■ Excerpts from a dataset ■

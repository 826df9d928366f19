use serde::{Deserialize, Serialize};

/// Rendering family a map layer belongs to. The viewer groups its layer
/// panel by kind, so categorization has to be stable and total.
#[derive(Debug, Clone, Copy, PartialEq, Eq, Serialize, Deserialize)]
pub enum LayerKind {
    #[serde(rename = "vector")]
    Vector,
    #[serde(rename = "raster")]
    Raster,
    #[serde(rename = "street")]
    StreetImagery,
}

impl std::fmt::Display for LayerKind {
    fn fmt(&self, f: &mut std::fmt::Formatter<'_>) -> std::fmt::Result {
        match self {
            LayerKind::Vector => write!(f, "Vector"),
            LayerKind::Raster => write!(f, "Raster"),
            LayerKind::StreetImagery => write!(f, "Street imagery"),
        }
    }
}

/// Map layer attached to a project
#[derive(Debug, Clone, PartialEq, Serialize, Deserialize)]
pub struct Layer {
    pub id: String,
    #[serde(rename = "projectId")]
    pub project_id: String,
    pub name: String,
    pub kind: LayerKind,
    #[serde(rename = "sourceUrl")]
    pub source_url: Option<String>,
    #[serde(default = "default_visible")]
    pub visible: bool,
    pub opacity: Option<f32>,
    pub attribution: Option<String>,
}

fn default_visible() -> bool {
    true
}

/// Project layers grouped by kind, in the order the viewer panel lists them
#[derive(Debug, Clone, Default)]
pub struct LayerGroups {
    pub vector: Vec<Layer>,
    pub raster: Vec<Layer>,
    pub street: Vec<Layer>,
}

impl LayerGroups {
    pub fn categorize(layers: Vec<Layer>) -> Self {
        let mut groups = Self::default();
        for layer in layers {
            match layer.kind {
                LayerKind::Vector => groups.vector.push(layer),
                LayerKind::Raster => groups.raster.push(layer),
                LayerKind::StreetImagery => groups.street.push(layer),
            }
        }
        groups
    }

    pub fn iter(&self) -> impl Iterator<Item = &Layer> {
        self.vector.iter().chain(self.raster.iter()).chain(self.street.iter())
    }

    pub fn total(&self) -> usize {
        self.vector.len() + self.raster.len() + self.street.len()
    }

    pub fn visible_count(&self) -> usize {
        self.iter().filter(|l| l.visible).count()
    }

    /// Toggle visibility for every layer of one kind, returning how many
    /// layers changed state.
    pub fn set_kind_visibility(&mut self, kind: LayerKind, visible: bool) -> usize {
        let group = match kind {
            LayerKind::Vector => &mut self.vector,
            LayerKind::Raster => &mut self.raster,
            LayerKind::StreetImagery => &mut self.street,
        };
        let mut changed = 0;
        for layer in group.iter_mut() {
            if layer.visible != visible {
                layer.visible = visible;
                changed += 1;
            }
        }
        changed
    }
}
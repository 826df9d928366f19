//! Cross-context session sync.
//!
//! Every Terrascope process shares one session document; this task mirrors
//! a sign-out performed elsewhere into the local store. The watcher fires on
//! our own writes too - `SessionStore::sync_from_disk` is a no-op in that
//! case, so no feedback loop is possible.

use std::sync::Arc;

use tokio::task::JoinHandle;
use tracing::warn;

use crate::auth::session::SessionStore;
use crate::storage::StorageWatcher;

pub struct SessionSync {
    handle: JoinHandle<()>,
}

impl SessionSync {
    /// Spawn the reconciliation task over an existing watcher. The task runs
    /// until the watcher shuts down or the handle is dropped.
    pub fn spawn(store: Arc<SessionStore>, mut watcher: StorageWatcher) -> Self {
        let handle = tokio::spawn(async move {
            while watcher.changed().await.is_some() {
                if let Err(e) = store.sync_from_disk() {
                    warn!(err = %e, "failed to reconcile session storage change");
                }
            }
        });
        Self { handle }
    }
}

impl Drop for SessionSync {
    fn drop(&mut self) {
        // Session state dies with its context; there is nothing to flush.
        self.handle.abort();
    }
}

■ Prompt ■
The required result is an exact repetition of the lines from the one containing "use std::sync::Arc;" through the last line of the data.

■ Task output ■
use std::sync::Arc;

use tokio::task::JoinHandle;
use tracing::warn;

use crate::auth::session::SessionStore;
use crate::storage::StorageWatcher;

pub struct SessionSync {
    handle: JoinHandle<()>,
}

impl SessionSync {
    /// Spawn the reconciliation task over an existing watcher. The task runs
    /// until the watcher shuts down or the handle is dropped.
    pub fn spawn(store: Arc<SessionStore>, mut watcher: StorageWatcher) -> Self {
        let handle = tokio::spawn(async move {
            while watcher.changed().await.is_some() {
                if let Err(e) = store.sync_from_disk() {
                    warn!(err = %e, "failed to reconcile session storage change");
                }
            }
        });
        Self { handle }
    }
}

impl Drop for SessionSync {
    fn drop(&mut self) {
        // Session state dies with its context; there is nothing to flush.
        self.handle.abort();
    }
}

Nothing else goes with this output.